▸ Stored items
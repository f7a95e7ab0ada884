//! Per-window outcomes and the aggregated backup result

use std::fmt;
use std::path::PathBuf;

use super::window::TimeWindow;
use crate::error::BackupError;

/// Why a window was not fetched
#[derive(Debug, Clone, Copy, PartialEq, Eq)]
pub enum SkipReason {
    /// A snapshot with the window's deterministic name was already committed
    AlreadyExists,
    /// The run was cancelled before any worker claimed the window
    Cancelled,
}

impl fmt::Display for SkipReason {
    fn fmt(&self, f: &mut fmt::Formatter<'_>) -> fmt::Result {
        match self {
            Self::AlreadyExists => write!(f, "already exists"),
            Self::Cancelled => write!(f, "cancelled"),
        }
    }
}

/// Terminal status of one window
#[derive(Debug, Clone, PartialEq, Eq)]
pub enum WindowStatus {
    /// Snapshot committed (an empty record set is still a valid snapshot)
    Success { path: PathBuf, records: usize },
    Skipped(SkipReason),
    Failed(BackupError),
}

/// Outcome recorded by the scheduler for one window
#[derive(Debug, Clone, PartialEq, Eq)]
pub struct WindowOutcome {
    pub window: TimeWindow,
    pub status: WindowStatus,
}

impl WindowOutcome {
    pub fn success(window: TimeWindow, path: PathBuf, records: usize) -> Self {
        Self {
            window,
            status: WindowStatus::Success { path, records },
        }
    }

    pub fn skipped(window: TimeWindow, reason: SkipReason) -> Self {
        Self {
            window,
            status: WindowStatus::Skipped(reason),
        }
    }

    pub fn failed(window: TimeWindow, error: BackupError) -> Self {
        Self {
            window,
            status: WindowStatus::Failed(error),
        }
    }

    /// The error attached to a failed outcome
    pub fn error(&self) -> Option<&BackupError> {
        match &self.status {
            WindowStatus::Failed(err) => Some(err),
            _ => None,
        }
    }
}

/// Overall classification of a completed run
#[derive(Debug, Clone, Copy, PartialEq, Eq)]
pub enum RunStatus {
    FullySucceeded,
    SucceededWithSkips,
    CompletedWithFailures,
}

impl fmt::Display for RunStatus {
    fn fmt(&self, f: &mut fmt::Formatter<'_>) -> fmt::Result {
        match self {
            Self::FullySucceeded => write!(f, "fully succeeded"),
            Self::SucceededWithSkips => write!(f, "succeeded with skips"),
            Self::CompletedWithFailures => write!(f, "completed with failures"),
        }
    }
}

/// Aggregated result of one backup run
///
/// Outcomes are grouped by status and sorted chronologically, so the result
/// does not depend on the order in which workers finished.
#[derive(Debug, Clone, Default, PartialEq, Eq)]
pub struct BackupResult {
    pub succeeded: Vec<TimeWindow>,
    pub skipped: Vec<(TimeWindow, SkipReason)>,
    pub failed: Vec<(TimeWindow, BackupError)>,
    /// Total records written across all successful windows
    pub records_written: usize,
}

impl BackupResult {
    /// Aggregate a set of outcomes
    pub fn from_outcomes(outcomes: impl IntoIterator<Item = WindowOutcome>) -> Self {
        let mut result = Self::default();

        for outcome in outcomes {
            match outcome.status {
                WindowStatus::Success { records, .. } => {
                    result.records_written += records;
                    result.succeeded.push(outcome.window);
                }
                WindowStatus::Skipped(reason) => result.skipped.push((outcome.window, reason)),
                WindowStatus::Failed(err) => result.failed.push((outcome.window, err)),
            }
        }

        result.succeeded.sort();
        result.skipped.sort_by_key(|(window, _)| *window);
        result.failed.sort_by_key(|(window, _)| *window);
        result
    }

    /// Number of windows with a recorded outcome
    pub fn total(&self) -> usize {
        self.succeeded.len() + self.skipped.len() + self.failed.len()
    }

    /// A run succeeds overall only when no window failed
    pub fn is_success(&self) -> bool {
        self.failed.is_empty()
    }

    /// Windows skipped because of cancellation
    pub fn cancelled(&self) -> usize {
        self.skipped
            .iter()
            .filter(|(_, reason)| *reason == SkipReason::Cancelled)
            .count()
    }

    pub fn status(&self) -> RunStatus {
        if !self.failed.is_empty() {
            RunStatus::CompletedWithFailures
        } else if !self.skipped.is_empty() {
            RunStatus::SucceededWithSkips
        } else {
            RunStatus::FullySucceeded
        }
    }
}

▸ Your instructions
Give again, word for word, the records from their first line to the one with "a valid snapshot)", and leave out all else.

▸ Task answer
repository f7a95e7ab0ada884
//! Per-window outcomes and the aggregated backup result

use std::fmt;
use std::path::PathBuf;

use super::window::TimeWindow;
use crate::error::BackupError;

/// Why a window was not fetched
#[derive(Debug, Clone, Copy, PartialEq, Eq)]
pub enum SkipReason {
    /// A snapshot with the window's deterministic name was already committed
    AlreadyExists,
    /// The run was cancelled before any worker claimed the window
    Cancelled,
}

impl fmt::Display for SkipReason {
    fn fmt(&self, f: &mut fmt::Formatter<'_>) -> fmt::Result {
        match self {
            Self::AlreadyExists => write!(f, "already exists"),
            Self::Cancelled => write!(f, "cancelled"),
        }
    }
}

/// Terminal status of one window
#[derive(Debug, Clone, PartialEq, Eq)]
pub enum WindowStatus {
    /// Snapshot committed (an empty record set is still a valid snapshot)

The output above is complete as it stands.